What to work on = Where the line with "ChartMuseum API client" appears below, start writing out lines exactly, and finish with the line with "Chart upload/delete operations", which is included; write out nothing else.

Stored items
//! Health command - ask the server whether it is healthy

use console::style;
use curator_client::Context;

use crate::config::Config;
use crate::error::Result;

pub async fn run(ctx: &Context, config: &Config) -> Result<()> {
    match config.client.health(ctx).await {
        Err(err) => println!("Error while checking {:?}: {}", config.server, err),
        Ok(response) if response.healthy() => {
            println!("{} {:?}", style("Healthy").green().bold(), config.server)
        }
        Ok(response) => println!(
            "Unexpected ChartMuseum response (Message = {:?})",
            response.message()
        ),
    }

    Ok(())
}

---

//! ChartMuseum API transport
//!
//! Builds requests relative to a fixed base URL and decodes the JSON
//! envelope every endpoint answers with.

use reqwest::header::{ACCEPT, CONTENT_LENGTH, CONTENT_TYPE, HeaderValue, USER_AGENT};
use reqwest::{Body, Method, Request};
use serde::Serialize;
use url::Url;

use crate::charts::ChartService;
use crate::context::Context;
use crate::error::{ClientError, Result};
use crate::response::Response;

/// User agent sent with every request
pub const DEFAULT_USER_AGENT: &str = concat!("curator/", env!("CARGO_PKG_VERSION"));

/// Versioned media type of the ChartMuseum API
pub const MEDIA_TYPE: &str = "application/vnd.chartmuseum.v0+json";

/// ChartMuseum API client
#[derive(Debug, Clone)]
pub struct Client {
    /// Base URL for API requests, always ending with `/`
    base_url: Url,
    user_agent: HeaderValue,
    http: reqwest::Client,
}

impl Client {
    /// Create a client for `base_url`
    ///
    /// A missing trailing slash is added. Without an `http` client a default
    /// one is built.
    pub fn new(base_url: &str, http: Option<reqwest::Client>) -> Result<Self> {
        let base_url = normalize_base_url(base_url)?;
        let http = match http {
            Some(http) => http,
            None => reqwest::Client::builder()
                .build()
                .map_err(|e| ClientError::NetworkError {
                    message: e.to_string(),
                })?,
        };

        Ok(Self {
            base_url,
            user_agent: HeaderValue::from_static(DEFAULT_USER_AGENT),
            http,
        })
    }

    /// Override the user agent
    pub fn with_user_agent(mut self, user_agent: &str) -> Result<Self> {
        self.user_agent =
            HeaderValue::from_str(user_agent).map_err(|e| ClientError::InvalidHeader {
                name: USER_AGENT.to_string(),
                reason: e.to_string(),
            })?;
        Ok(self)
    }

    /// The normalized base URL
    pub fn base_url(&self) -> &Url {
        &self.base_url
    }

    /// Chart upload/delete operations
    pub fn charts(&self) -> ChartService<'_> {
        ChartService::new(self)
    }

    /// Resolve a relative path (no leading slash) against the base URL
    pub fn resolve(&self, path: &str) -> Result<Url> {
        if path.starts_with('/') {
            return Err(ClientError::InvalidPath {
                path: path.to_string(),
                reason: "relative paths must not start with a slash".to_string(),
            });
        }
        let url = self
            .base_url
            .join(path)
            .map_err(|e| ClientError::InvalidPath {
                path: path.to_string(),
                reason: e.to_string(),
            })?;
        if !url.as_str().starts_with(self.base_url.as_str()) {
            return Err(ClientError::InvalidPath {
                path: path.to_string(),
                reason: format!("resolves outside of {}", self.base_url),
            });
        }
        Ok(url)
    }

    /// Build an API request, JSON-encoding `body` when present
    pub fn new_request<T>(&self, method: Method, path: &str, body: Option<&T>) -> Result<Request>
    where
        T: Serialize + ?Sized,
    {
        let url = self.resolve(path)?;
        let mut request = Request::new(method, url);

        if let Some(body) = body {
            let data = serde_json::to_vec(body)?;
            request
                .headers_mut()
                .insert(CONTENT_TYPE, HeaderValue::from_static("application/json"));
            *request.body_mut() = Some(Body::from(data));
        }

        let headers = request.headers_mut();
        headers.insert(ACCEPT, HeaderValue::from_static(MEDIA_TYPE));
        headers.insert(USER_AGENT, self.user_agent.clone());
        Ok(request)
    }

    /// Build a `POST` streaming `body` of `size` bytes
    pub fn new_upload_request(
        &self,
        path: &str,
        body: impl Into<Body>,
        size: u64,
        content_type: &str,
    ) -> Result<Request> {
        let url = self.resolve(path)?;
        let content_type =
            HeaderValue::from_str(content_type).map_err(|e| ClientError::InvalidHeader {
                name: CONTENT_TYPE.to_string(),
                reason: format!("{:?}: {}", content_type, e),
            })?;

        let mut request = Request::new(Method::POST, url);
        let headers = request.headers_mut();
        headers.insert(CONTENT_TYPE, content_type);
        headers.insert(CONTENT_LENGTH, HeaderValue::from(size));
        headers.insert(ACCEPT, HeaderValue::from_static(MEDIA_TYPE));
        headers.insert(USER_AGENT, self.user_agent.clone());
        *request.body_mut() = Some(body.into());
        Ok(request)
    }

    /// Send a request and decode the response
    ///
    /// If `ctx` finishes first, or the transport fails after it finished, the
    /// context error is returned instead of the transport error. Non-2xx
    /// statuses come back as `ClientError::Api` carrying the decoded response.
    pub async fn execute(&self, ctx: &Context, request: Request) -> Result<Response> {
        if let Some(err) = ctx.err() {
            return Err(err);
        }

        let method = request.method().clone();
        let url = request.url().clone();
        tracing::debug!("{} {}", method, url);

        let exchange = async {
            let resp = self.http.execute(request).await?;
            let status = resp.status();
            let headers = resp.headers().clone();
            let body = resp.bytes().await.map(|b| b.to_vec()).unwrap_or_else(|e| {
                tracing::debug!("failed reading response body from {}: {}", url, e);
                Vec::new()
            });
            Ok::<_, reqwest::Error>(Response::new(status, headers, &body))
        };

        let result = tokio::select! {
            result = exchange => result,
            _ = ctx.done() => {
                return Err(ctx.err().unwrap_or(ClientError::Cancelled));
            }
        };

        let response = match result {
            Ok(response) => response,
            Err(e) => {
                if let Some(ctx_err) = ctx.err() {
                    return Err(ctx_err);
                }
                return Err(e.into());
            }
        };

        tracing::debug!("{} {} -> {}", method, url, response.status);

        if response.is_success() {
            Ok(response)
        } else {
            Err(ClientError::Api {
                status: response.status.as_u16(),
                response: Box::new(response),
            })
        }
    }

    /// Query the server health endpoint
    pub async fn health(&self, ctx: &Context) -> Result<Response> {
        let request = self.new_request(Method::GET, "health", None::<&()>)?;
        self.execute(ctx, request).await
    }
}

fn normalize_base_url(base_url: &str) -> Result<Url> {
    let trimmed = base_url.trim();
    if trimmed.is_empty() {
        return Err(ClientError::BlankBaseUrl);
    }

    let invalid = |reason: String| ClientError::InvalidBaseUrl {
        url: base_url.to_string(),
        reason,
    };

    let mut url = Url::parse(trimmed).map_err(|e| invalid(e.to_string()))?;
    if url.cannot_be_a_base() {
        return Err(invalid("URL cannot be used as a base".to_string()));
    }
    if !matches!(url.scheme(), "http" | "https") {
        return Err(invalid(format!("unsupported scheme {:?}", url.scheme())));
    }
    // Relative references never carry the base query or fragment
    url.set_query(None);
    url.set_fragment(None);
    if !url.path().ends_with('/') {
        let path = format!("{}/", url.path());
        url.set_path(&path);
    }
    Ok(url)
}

Your solution =
/// ChartMuseum API client
#[derive(Debug, Clone)]
pub struct Client {
    /// Base URL for API requests, always ending with `/`
    base_url: Url,
    user_agent: HeaderValue,
    http: reqwest::Client,
}

impl Client {
    /// Create a client for `base_url`
    ///
    /// A missing trailing slash is added. Without an `http` client a default
    /// one is built.
    pub fn new(base_url: &str, http: Option<reqwest::Client>) -> Result<Self> {
        let base_url = normalize_base_url(base_url)?;
        let http = match http {
            Some(http) => http,
            None => reqwest::Client::builder()
                .build()
                .map_err(|e| ClientError::NetworkError {
                    message: e.to_string(),
                })?,
        };

        Ok(Self {
            base_url,
            user_agent: HeaderValue::from_static(DEFAULT_USER_AGENT),
            http,
        })
    }

    /// Override the user agent
    pub fn with_user_agent(mut self, user_agent: &str) -> Result<Self> {
        self.user_agent =
            HeaderValue::from_str(user_agent).map_err(|e| ClientError::InvalidHeader {
                name: USER_AGENT.to_string(),
                reason: e.to_string(),
            })?;
        Ok(self)
    }

    /// The normalized base URL
    pub fn base_url(&self) -> &Url {
        &self.base_url
    }

    /// Chart upload/delete operations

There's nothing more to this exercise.